Exercise prompt ▸ From the material below, list every line containing "Debug".

·····

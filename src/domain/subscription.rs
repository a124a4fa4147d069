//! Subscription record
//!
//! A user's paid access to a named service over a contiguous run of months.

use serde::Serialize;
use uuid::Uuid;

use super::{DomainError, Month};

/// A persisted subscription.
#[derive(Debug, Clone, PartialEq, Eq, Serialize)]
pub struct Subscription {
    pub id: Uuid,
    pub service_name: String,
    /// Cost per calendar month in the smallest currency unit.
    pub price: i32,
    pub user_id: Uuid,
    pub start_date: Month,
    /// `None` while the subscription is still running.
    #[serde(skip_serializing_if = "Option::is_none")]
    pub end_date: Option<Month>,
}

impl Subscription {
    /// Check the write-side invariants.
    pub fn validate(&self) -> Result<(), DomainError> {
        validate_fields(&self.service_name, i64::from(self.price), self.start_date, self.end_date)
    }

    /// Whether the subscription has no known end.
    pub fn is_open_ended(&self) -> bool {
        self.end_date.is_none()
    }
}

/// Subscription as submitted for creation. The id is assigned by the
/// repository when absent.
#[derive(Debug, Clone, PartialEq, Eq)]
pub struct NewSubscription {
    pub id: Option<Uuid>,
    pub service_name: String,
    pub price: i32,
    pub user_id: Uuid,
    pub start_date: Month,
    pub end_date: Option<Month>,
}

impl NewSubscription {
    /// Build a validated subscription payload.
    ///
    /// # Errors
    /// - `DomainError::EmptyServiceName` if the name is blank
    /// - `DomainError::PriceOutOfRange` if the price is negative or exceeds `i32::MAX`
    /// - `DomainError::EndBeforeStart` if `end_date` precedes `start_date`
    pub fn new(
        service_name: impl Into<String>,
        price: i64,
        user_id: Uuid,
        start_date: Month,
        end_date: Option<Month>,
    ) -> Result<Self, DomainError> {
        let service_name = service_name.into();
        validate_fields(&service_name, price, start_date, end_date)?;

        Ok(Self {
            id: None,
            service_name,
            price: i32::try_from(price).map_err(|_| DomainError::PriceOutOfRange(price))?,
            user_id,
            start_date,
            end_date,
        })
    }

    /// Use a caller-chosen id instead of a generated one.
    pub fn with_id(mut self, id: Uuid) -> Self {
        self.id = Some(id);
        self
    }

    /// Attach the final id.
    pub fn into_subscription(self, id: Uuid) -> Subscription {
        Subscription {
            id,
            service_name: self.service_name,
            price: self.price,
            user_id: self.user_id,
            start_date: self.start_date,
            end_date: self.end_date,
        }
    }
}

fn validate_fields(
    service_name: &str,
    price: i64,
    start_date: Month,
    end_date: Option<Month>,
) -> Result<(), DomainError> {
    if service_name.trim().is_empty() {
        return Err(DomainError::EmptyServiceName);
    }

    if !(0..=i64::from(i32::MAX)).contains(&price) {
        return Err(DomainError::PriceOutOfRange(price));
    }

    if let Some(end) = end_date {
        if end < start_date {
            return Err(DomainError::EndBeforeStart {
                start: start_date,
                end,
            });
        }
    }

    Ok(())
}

·····

Reply ▸
#[derive(Debug, Clone, PartialEq, Eq, Serialize)]
#[derive(Debug, Clone, PartialEq, Eq)]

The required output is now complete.